Chris Megerian and Tracy Wilkinson, Los Angeles Times on

Published in News & Features

NEW YORK — President Joe Biden tried to extend his global honeymoon with the international community during his first speech to the United Nations on Tuesday, promising “relentless diplomacy” now that the United States has “turned the page” on the war in Afghanistan.

In a speech that asserted the world was at the beginning of a “decisive decade,” Biden urged countries to cooperate with one another on borderless challenges like climate change and the COVID-19 pandemic.

“Our security, our prosperity and our very freedoms are interconnected, in my view, as never before,” he said. “And so, I believe we must work together as never before.”

However, the specter of a world divided between the U.S. and China hung over the U.N. General Assembly, where Secretary-General Antonio Guterres opened the session by warning that the two countries’ lack of cooperation was “a recipe for trouble.”

Biden said he would work to ensure “we do not tip from responsible competition to conflict.”

“We are not seeking a new cold war, or a world divided into rigid blocs,” he said. “The United States is ready to work with any nation that steps up and pursues peaceful resolution to shared challenges, even if we have intense disagreements in other areas.”

 

Diplomats have struggled to set the stage for successful negotiations over climate policies ahead of a summit later this year in Scotland, and Biden said countries must “bring their highest possible ambitions to the table.”

Chinese President Xi Jinping, who delivered a prerecorded video address on Tuesday, took a significant step in that direction by announcing that Beijing would stop supporting the construction of new coal power plants around the world.
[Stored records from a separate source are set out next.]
pub mod blueprint;
pub mod context;
pub mod engine;
pub mod nid;
pub mod pool;
pub mod redis_storage;
pub mod scope;
pub mod storage;
pub mod task;
pub mod workitem;
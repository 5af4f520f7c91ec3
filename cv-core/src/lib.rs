//! # Feature correlation core
//!
//! This library provides the small set of types shared by the crates that
//! correlate feature points between two frames: the index and distance crate
//! (`cv-knn`), the matcher (`cv-match`), the sample consensus engine
//! (`cv-ransac`) and the homography estimator (`homography`). Each of those
//! crates depends on this one so that points and matches flow between them
//! without conversions.
//!
//! The crate is designed to work with `#![no_std]`, even without an allocator.
//! Anything that needs an allocation (descriptors owned by a feature, index
//! storage) lives in the crates that need it.
//!
//! ## Matching two frames
//!
//! A feature detector (not part of this workspace) produces points on each
//! frame, each with a descriptor vector. The matcher pairs points whose
//! descriptors agree, producing [`FeatureMatch`]es of image positions:
//!
//! ```text
//!      frame A                frame B
//!   +-----------+          +-----------+
//!   |   a1      |          |     b2    |
//!   |       a2 -+----------+-> b1      |
//!   |  a3 ------+----------+------> b3 |
//!   +-----------+          +-----------+
//! ```
//!
//! A robust estimator then fits a projective transform to those matches and
//! separates consistent matches (inliers) from the rest.

#![no_std]

mod feature;
mod keypoint;
mod matches;

pub use feature::*;
pub use keypoint::*;
pub use matches::*;
pub use nalgebra;
pub use sample_consensus;
//! Descriptor classification and symmetric matching between two frames.
//!
//! [`KNearestNeighbors`] is a distance-weighted k-nearest neighbor classifier
//! over any [`NeighborSearch`], either a linear scan or a [`cv_knn::KdTree`].
//! [`KnnMatcher`] builds on it to correlate two sets of feature points: the
//! larger set becomes the training data, with every point its own class, and
//! each point of the smaller set is classified against it.
//!
//! ```
//! use cv_match::{Feature, KnnMatcher};
//!
//! let a = vec![Feature::new(1.0, 1.0, vec![0.0, 0.0]), Feature::new(9.0, 9.0, vec![5.0, 5.0])];
//! let b = vec![Feature::new(2.0, 1.0, vec![0.1, 0.0])];
//! let matches = KnnMatcher::new(1, 0.5).match_features(&a, &b).unwrap();
//! assert_eq!(matches.len(), 1);
//! assert_eq!(matches[0].1.x, 2.0);
//! ```

mod classifier;
mod error;
mod feature;
mod matcher;
mod settings;

pub use classifier::*;
pub use error::*;
pub use feature::*;
pub use matcher::*;
pub use settings::*;
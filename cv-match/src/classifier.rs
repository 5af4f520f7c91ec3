use crate::{Error, Result};
use cv_knn::{AxisBounded, KdTree, Metric, NeighborCollection};
use log::*;

/// A source of nearest training samples for a query.
pub trait NeighborSearch {
    /// The number of coordinates in every training sample.
    fn dimensions(&self) -> usize;

    /// The number of training samples.
    fn len(&self) -> usize;

    fn is_empty(&self) -> bool {
        self.len() == 0
    }

    /// Finds up to `k` training samples closest to `query` as `(index, distance)`
    /// pairs ranked by ascending distance.
    fn search(&self, query: &[f64], k: usize) -> cv_knn::Result<Vec<(usize, f64)>>;
}

/// Brute force search which measures the distance to every training sample.
///
/// Works with any [`Metric`]. Samples at equal distance are ranked in the
/// order they were given.
#[derive(Debug, Clone)]
pub struct LinearSearch<M> {
    inputs: Vec<Vec<f64>>,
    dimensions: usize,
    metric: M,
}

impl<M: Metric> LinearSearch<M> {
    pub fn new(inputs: Vec<Vec<f64>>, metric: M) -> cv_knn::Result<Self> {
        let dimensions = inputs.first().ok_or(cv_knn::Error::Empty)?.len();
        if dimensions == 0 {
            return Err(cv_knn::Error::ZeroDimensions);
        }
        if let Some(found) = inputs
            .iter()
            .map(Vec::len)
            .chain(metric.dimensions())
            .find(|&n| n != dimensions)
        {
            return Err(cv_knn::Error::DimensionMismatch {
                expected: dimensions,
                found,
            });
        }
        Ok(Self {
            inputs,
            dimensions,
            metric,
        })
    }
}

impl<M: Metric> NeighborSearch for LinearSearch<M> {
    fn dimensions(&self) -> usize {
        self.dimensions
    }

    fn len(&self) -> usize {
        self.inputs.len()
    }

    fn search(&self, query: &[f64], k: usize) -> cv_knn::Result<Vec<(usize, f64)>> {
        if query.len() != self.dimensions {
            return Err(cv_knn::Error::DimensionMismatch {
                expected: self.dimensions,
                found: query.len(),
            });
        }
        if k == 0 {
            return Ok(vec![]);
        }
        let mut neighbors = NeighborCollection::new(k);
        for (ix, input) in self.inputs.iter().enumerate() {
            neighbors.add(ix, self.metric.distance(query, input));
        }
        Ok(neighbors.into_sorted_vec())
    }
}

/// Samples at equal distance are ranked by index, matching [`LinearSearch`].
impl<M: AxisBounded> NeighborSearch for KdTree<usize, M> {
    fn dimensions(&self) -> usize {
        KdTree::dimensions(self)
    }

    fn len(&self) -> usize {
        KdTree::len(self)
    }

    fn search(&self, query: &[f64], k: usize) -> cv_knn::Result<Vec<(usize, f64)>> {
        Ok(self
            .nearest_k_by_value(query, k)?
            .into_iter()
            .map(|neighbor| (*neighbor.value(), neighbor.distance))
            .collect())
    }
}

/// The outcome of classifying one query.
#[derive(Debug, Copy, Clone, PartialEq)]
pub struct Decision {
    /// The winning label.
    pub label: usize,
    /// The accumulated score `Σ 1 / (1 + distance)` of the winning label.
    pub score: f64,
    /// The accumulated score of all labels among the neighbors.
    pub total: f64,
}

impl Decision {
    /// The share of the total score held by the winning label.
    pub fn confidence(&self) -> f64 {
        if self.total > 0.0 {
            self.score / self.total
        } else {
            0.0
        }
    }
}

/// A k-nearest neighbor classifier with distance-weighted voting.
///
/// Each of the `k` training samples closest to a query adds `1 / (1 + d)` to
/// the score of its label, and the label with the highest score wins. When
/// two labels score the same, the one whose first neighbor was closer wins.
#[derive(Debug, Clone)]
pub struct KNearestNeighbors<S> {
    k: usize,
    classes: usize,
    outputs: Vec<usize>,
    search: S,
}

impl<M: Metric> KNearestNeighbors<LinearSearch<M>> {
    /// Creates a classifier which compares every query against every input.
    pub fn linear(
        k: usize,
        classes: usize,
        inputs: Vec<Vec<f64>>,
        outputs: Vec<usize>,
        metric: M,
    ) -> Result<Self> {
        validate(k, classes, inputs.len(), &outputs)?;
        Self::new(k, classes, outputs, LinearSearch::new(inputs, metric)?)
    }
}

impl<M: AxisBounded> KNearestNeighbors<KdTree<usize, M>> {
    /// Creates a classifier backed by a kd-tree over the inputs.
    pub fn indexed(
        k: usize,
        classes: usize,
        inputs: Vec<Vec<f64>>,
        outputs: Vec<usize>,
        metric: M,
    ) -> Result<Self> {
        validate(k, classes, inputs.len(), &outputs)?;
        Self::new(k, classes, outputs, KdTree::from_points(inputs, metric)?)
    }
}

impl<S: NeighborSearch> KNearestNeighbors<S> {
    /// Creates a classifier over any search whose sample `i` has label `outputs[i]`.
    pub fn new(k: usize, classes: usize, outputs: Vec<usize>, search: S) -> Result<Self> {
        validate(k, classes, search.len(), &outputs)?;
        debug!(
            "Created {}-nearest neighbor classifier over {} samples and {} classes",
            k,
            search.len(),
            classes
        );
        Ok(Self {
            k,
            classes,
            outputs,
            search,
        })
    }

    pub fn k(&self) -> usize {
        self.k
    }

    pub fn classes(&self) -> usize {
        self.classes
    }

    pub fn search(&self) -> &S {
        &self.search
    }

    /// Classifies `query`.
    pub fn decide(&self, query: &[f64]) -> Result<Decision> {
        let votes = self.votes(query)?;
        let total = votes.iter().map(|&(_, score)| score).sum();
        let (label, score) = votes
            .into_iter()
            .fold(None, |best: Option<(usize, f64)>, (label, score)| match best {
                Some((_, best_score)) if best_score >= score => best,
                _ => Some((label, score)),
            })
            .ok_or(Error::InsufficientPoints)?;
        Ok(Decision {
            label,
            score,
            total,
        })
    }

    /// The accumulated score of every class for `query`.
    pub fn scores(&self, query: &[f64]) -> Result<Vec<f64>> {
        let mut scores = vec![0.0; self.classes];
        for (label, score) in self.votes(query)? {
            scores[label] += score;
        }
        Ok(scores)
    }

    /// Scores per label, ordered by each label's closest neighbor.
    fn votes(&self, query: &[f64]) -> Result<Vec<(usize, f64)>> {
        let mut votes: Vec<(usize, f64)> = Vec::with_capacity(self.k);
        for (ix, distance) in self.search.search(query, self.k)? {
            let label = self.outputs[ix];
            let weight = 1.0 / (1.0 + distance);
            match votes.iter_mut().find(|(l, _)| *l == label) {
                Some((_, score)) => *score += weight,
                None => votes.push((label, weight)),
            }
        }
        Ok(votes)
    }
}

fn validate(k: usize, classes: usize, samples: usize, outputs: &[usize]) -> Result<()> {
    if samples != outputs.len() {
        return Err(Error::LengthMismatch {
            inputs: samples,
            outputs: outputs.len(),
        });
    }
    if k == 0 || k > samples {
        return Err(Error::InvalidNeighborCount { k, samples });
    }
    if classes == 0 {
        return Err(Error::NoClasses);
    }
    if let Some(&label) = outputs.iter().find(|&&label| label >= classes) {
        return Err(Error::LabelOutOfRange { label, classes });
    }
    Ok(())
}

#[cfg(test)]
mod tests {
    use super::*;
    use approx::assert_relative_eq;
    use cv_knn::{Euclidean, Mahalanobis, Manhattan};
    use cv_core::nalgebra::DMatrix;

    fn training() -> (Vec<Vec<f64>>, Vec<usize>) {
        let inputs = vec![
            vec![0.0, 0.0],
            vec![0.0, 1.0],
            vec![1.0, 0.0],
            vec![10.0, 10.0],
            vec![10.0, 11.0],
            vec![11.0, 10.0],
        ];
        (inputs, vec![0, 0, 0, 1, 1, 1])
    }

    #[test]
    fn classifies_clusters() {
        let (inputs, outputs) = training();
        let knn = KNearestNeighbors::indexed(3, 2, inputs, outputs, Euclidean).unwrap();
        assert_eq!(knn.decide(&[0.5, 0.5]).unwrap().label, 0);
        let decision = knn.decide(&[10.2, 10.2]).unwrap();
        assert_eq!(decision.label, 1);
        assert_relative_eq!(decision.confidence(), 1.0);
    }

    #[test]
    fn weighted_vote_score() {
        let (inputs, outputs) = training();
        let knn = KNearestNeighbors::linear(2, 2, inputs, outputs, Manhattan).unwrap();
        // Neighbors of (0, 0): itself at 0 and a tie at 1, the earlier (0, 1) wins.
        let scores = knn.scores(&[0.0, 0.0]).unwrap();
        assert_relative_eq!(scores[0], 1.0 + 0.5);
        assert_relative_eq!(scores[1], 0.0);
    }

    #[test]
    fn mixed_neighborhood_confidence() {
        let inputs = vec![vec![0.0], vec![1.0], vec![3.0]];
        let knn = KNearestNeighbors::linear(3, 2, inputs, vec![0, 1, 1], Euclidean).unwrap();
        let decision = knn.decide(&[0.0]).unwrap();
        // Label 0 scores 1, label 1 scores 1/2 + 1/4.
        assert_eq!(decision.label, 0);
        assert_relative_eq!(decision.score, 1.0);
        assert_relative_eq!(decision.total, 1.75);
        assert_relative_eq!(decision.confidence(), 1.0 / 1.75);
    }

    #[test]
    fn ties_go_to_the_closest_label() {
        let inputs = vec![vec![0.0], vec![2.0], vec![-1.0], vec![3.0]];
        // Both labels score 1/2 + 1/3, label 0 owns the first neighbor found.
        let knn = KNearestNeighbors::linear(4, 2, inputs, vec![0, 1, 1, 0], Euclidean).unwrap();
        let decision = knn.decide(&[1.0]).unwrap();
        assert_eq!(decision.label, 0);
    }

    #[test]
    fn linear_and_indexed_agree() {
        let (inputs, outputs) = training();
        let linear =
            KNearestNeighbors::linear(3, 2, inputs.clone(), outputs.clone(), Euclidean).unwrap();
        let indexed = KNearestNeighbors::indexed(3, 2, inputs, outputs, Euclidean).unwrap();
        for query in [[0.2, 0.1], [5.0, 5.0], [9.0, 12.0], [-3.0, 4.0]] {
            assert_eq!(
                linear.decide(&query).unwrap().label,
                indexed.decide(&query).unwrap().label
            );
        }
    }

    #[test]
    fn rejects_invalid_configuration() {
        let (inputs, outputs) = training();
        let err = |k, classes, outputs: Vec<usize>| {
            KNearestNeighbors::indexed(k, classes, inputs.clone(), outputs, Euclidean).unwrap_err()
        };
        assert_eq!(
            err(0, 2, outputs.clone()),
            Error::InvalidNeighborCount { k: 0, samples: 6 }
        );
        assert_eq!(
            err(7, 2, outputs.clone()),
            Error::InvalidNeighborCount { k: 7, samples: 6 }
        );
        assert_eq!(err(1, 0, outputs.clone()), Error::NoClasses);
        assert_eq!(
            err(1, 2, vec![0, 1]),
            Error::LengthMismatch {
                inputs: 6,
                outputs: 2
            }
        );
        assert_eq!(
            err(1, 1, outputs),
            Error::LabelOutOfRange {
                label: 1,
                classes: 1
            }
        );
    }

    #[test]
    fn metric_dimension_is_checked() {
        let (inputs, outputs) = training();
        let wide = Mahalanobis::new(DMatrix::identity(3, 3)).unwrap();
        assert_eq!(
            KNearestNeighbors::linear(1, 2, inputs.clone(), outputs.clone(), wide).unwrap_err(),
            Error::Index(cv_knn::Error::DimensionMismatch {
                expected: 2,
                found: 3
            })
        );
        let fitting = Mahalanobis::new(DMatrix::identity(2, 2)).unwrap();
        let knn = KNearestNeighbors::linear(1, 2, inputs, outputs, fitting).unwrap();
        assert_eq!(knn.decide(&[10.0, 10.5]).unwrap().label, 1);
    }

    #[test]
    fn query_dimension_is_checked() {
        let (inputs, outputs) = training();
        let knn = KNearestNeighbors::linear(1, 2, inputs, outputs, Euclidean).unwrap();
        assert!(matches!(
            knn.decide(&[1.0, 2.0, 3.0]),
            Err(Error::Index(cv_knn::Error::DimensionMismatch { .. }))
        ));
    }
}
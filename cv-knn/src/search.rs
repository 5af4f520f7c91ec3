//! Nearest neighbor queries on a [`KdTree`].
//!
//! All searches descend into the child on the query's side of the splitting
//! plane first. The other child is only visited when the plane itself is
//! closer than the worst distance that could still be accepted, measured with
//! [`AxisBounded::axis_distance`]. For exact searches this pruning never skips
//! a closer point, so the results are the same as a linear scan.

use crate::{AxisBounded, KdNode, KdTree, Neighbor, NeighborCollection, Result};

impl<T, M: AxisBounded> KdTree<T, M> {
    /// Finds the node closest to `query`.
    ///
    /// Returns `None` only when the tree is empty.
    pub fn nearest(&self, query: &[f64]) -> Result<Option<Neighbor<'_, T>>> {
        self.check_dimensions(query)?;
        let mut best = None;
        if let Some(root) = self.root() {
            self.nearest_in(root, query, &mut best);
        }
        Ok(best)
    }

    /// Finds the `k` nodes closest to `query`, ranked by ascending distance.
    ///
    /// Among nodes at equal distance the first one visited wins, which
    /// depends on the shape of the tree. Use [`KdTree::nearest_k_by_value`]
    /// when ties must be broken deterministically.
    pub fn nearest_k(&self, query: &[f64], k: usize) -> Result<Vec<Neighbor<'_, T>>> {
        self.collect_k(query, k, |neighbors, node, distance| {
            neighbors.add(node, distance);
        })
    }

    fn collect_k<'a, F>(&'a self, query: &[f64], k: usize, offer: F) -> Result<Vec<Neighbor<'a, T>>>
    where
        F: Fn(&mut NeighborCollection<&'a KdNode<T>>, &'a KdNode<T>, f64),
    {
        self.check_dimensions(query)?;
        if k == 0 {
            return Ok(vec![]);
        }
        let mut neighbors = NeighborCollection::new(k);
        if let Some(root) = self.root() {
            self.nearest_k_in(root, query, &mut neighbors, &offer);
        }
        Ok(ranked(neighbors))
    }

    /// Finds every node within `radius` of `query`, ranked by ascending distance.
    pub fn nearest_within(&self, query: &[f64], radius: f64) -> Result<Vec<Neighbor<'_, T>>> {
        self.check_dimensions(query)?;
        let mut found = vec![];
        if let Some(root) = self.root() {
            self.within_in(root, query, radius, &mut found);
        }
        found.sort_by(|a, b| a.distance.total_cmp(&b.distance));
        Ok(found)
    }

    /// Finds a node close to `query`, visiting at most `max_leaves` leaves.
    ///
    /// The result is exact when the budget is not exhausted, otherwise it is
    /// only the closest node seen so far.
    pub fn approximate_nearest(
        &self,
        query: &[f64],
        max_leaves: usize,
    ) -> Result<Option<Neighbor<'_, T>>> {
        Ok(self
            .approximate_nearest_k(query, 1, max_leaves)?
            .into_iter()
            .next())
    }

    /// Finds `k` nodes close to `query`, visiting at most `max_leaves` leaves.
    pub fn approximate_nearest_k(
        &self,
        query: &[f64],
        k: usize,
        max_leaves: usize,
    ) -> Result<Vec<Neighbor<'_, T>>> {
        self.check_dimensions(query)?;
        if k == 0 {
            return Ok(vec![]);
        }
        let mut neighbors = NeighborCollection::new(k);
        if let Some(root) = self.root() {
            let mut visited = 0;
            self.approximate_in(root, query, &mut neighbors, max_leaves, &mut visited);
        }
        Ok(ranked(neighbors))
    }

    /// Like [`KdTree::approximate_nearest_k`] with the leaf budget given as a
    /// fraction of the leaves in the tree. At least one leaf is visited.
    pub fn approximate_nearest_fraction(
        &self,
        query: &[f64],
        k: usize,
        percentage: f64,
    ) -> Result<Vec<Neighbor<'_, T>>> {
        let max_leaves = ((self.leaves() as f64 * percentage) as usize).max(1);
        self.approximate_nearest_k(query, k, max_leaves)
    }

    fn nearest_in<'a>(
        &'a self,
        node: &'a KdNode<T>,
        query: &[f64],
        best: &mut Option<Neighbor<'a, T>>,
    ) {
        let distance = self.metric().distance(query, node.position());
        if best.map_or(true, |b| distance < b.distance) {
            *best = Some(Neighbor { node, distance });
        }
        let (delta, near, far) = split(node, query);
        if let Some(near) = near {
            self.nearest_in(near, query, best);
        }
        if let Some(far) = far {
            if best.map_or(true, |b| self.metric().axis_distance(delta) <= b.distance) {
                self.nearest_in(far, query, best);
            }
        }
    }

    fn nearest_k_in<'a, F>(
        &'a self,
        node: &'a KdNode<T>,
        query: &[f64],
        neighbors: &mut NeighborCollection<&'a KdNode<T>>,
        offer: &F,
    ) where
        F: Fn(&mut NeighborCollection<&'a KdNode<T>>, &'a KdNode<T>, f64),
    {
        let distance = self.metric().distance(query, node.position());
        offer(neighbors, node, distance);
        let (delta, near, far) = split(node, query);
        if let Some(near) = near {
            self.nearest_k_in(near, query, neighbors, offer);
        }
        if let Some(far) = far {
            if self.may_improve(neighbors, delta) {
                self.nearest_k_in(far, query, neighbors, offer);
            }
        }
    }

    fn within_in<'a>(
        &'a self,
        node: &'a KdNode<T>,
        query: &[f64],
        radius: f64,
        found: &mut Vec<Neighbor<'a, T>>,
    ) {
        let distance = self.metric().distance(query, node.position());
        if distance <= radius {
            found.push(Neighbor { node, distance });
        }
        let (delta, near, far) = split(node, query);
        if let Some(near) = near {
            self.within_in(near, query, radius, found);
        }
        if let Some(far) = far {
            if self.metric().axis_distance(delta) <= radius {
                self.within_in(far, query, radius, found);
            }
        }
    }

    /// Returns `true` once the leaf budget is spent.
    fn approximate_in<'a>(
        &'a self,
        node: &'a KdNode<T>,
        query: &[f64],
        neighbors: &mut NeighborCollection<&'a KdNode<T>>,
        max_leaves: usize,
        visited: &mut usize,
    ) -> bool {
        let distance = self.metric().distance(query, node.position());
        neighbors.add(node, distance);
        if node.is_leaf() {
            *visited += 1;
            return *visited >= max_leaves;
        }
        let (delta, near, far) = split(node, query);
        if let Some(near) = near {
            if self.approximate_in(near, query, neighbors, max_leaves, visited) {
                return true;
            }
        }
        if let Some(far) = far {
            if self.may_improve(neighbors, delta)
                && self.approximate_in(far, query, neighbors, max_leaves, visited)
            {
                return true;
            }
        }
        false
    }

    fn may_improve<N>(&self, neighbors: &NeighborCollection<N>, delta: f64) -> bool {
        !neighbors.is_full()
            || neighbors
                .max_distance()
                .map_or(true, |max| self.metric().axis_distance(delta) <= max)
    }
}

impl<T: Ord, M: AxisBounded> KdTree<T, M> {
    /// Like [`KdTree::nearest_k`], but nodes at equal distance are ranked by
    /// ascending value, so ties resolve the same way for any tree shape.
    pub fn nearest_k_by_value(&self, query: &[f64], k: usize) -> Result<Vec<Neighbor<'_, T>>> {
        self.collect_k(query, k, |neighbors, node, distance| {
            neighbors.add_by(node, distance, |a, b| a.value() < b.value());
        })
    }
}

/// The signed distance to the splitting plane and the children on the near
/// and far side of it.
fn split<'a, T>(
    node: &'a KdNode<T>,
    query: &[f64],
) -> (f64, Option<&'a KdNode<T>>, Option<&'a KdNode<T>>) {
    let axis = node.axis();
    let delta = query[axis] - node.position()[axis];
    let (left, right) = node.children();
    if delta < 0.0 {
        (delta, left, right)
    } else {
        (delta, right, left)
    }
}

fn ranked<T>(neighbors: NeighborCollection<&KdNode<T>>) -> Vec<Neighbor<'_, T>> {
    neighbors
        .into_sorted_vec()
        .into_iter()
        .map(|(node, distance)| Neighbor { node, distance })
        .collect()
}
Similar commitments had already been made by South Korea and Japan, and China was under pressure to follow suit.

For his part, Biden announced that he would try to double the money the U.S. has pledged to help developing countries adapt to climate change. It wasn’t immediately clear, however, if Congress would go along with the plan; environmental proposals have repeatedly languished on Capitol Hill.

Biden’s speech represented a change from the hard-edged “America first” approach championed by former President Donald Trump, who spent four years sowing frustration around the globe. Biden repeatedly emphasized his desire to reengage with the world through international institutions like the U.N., which had been scorned by Trump.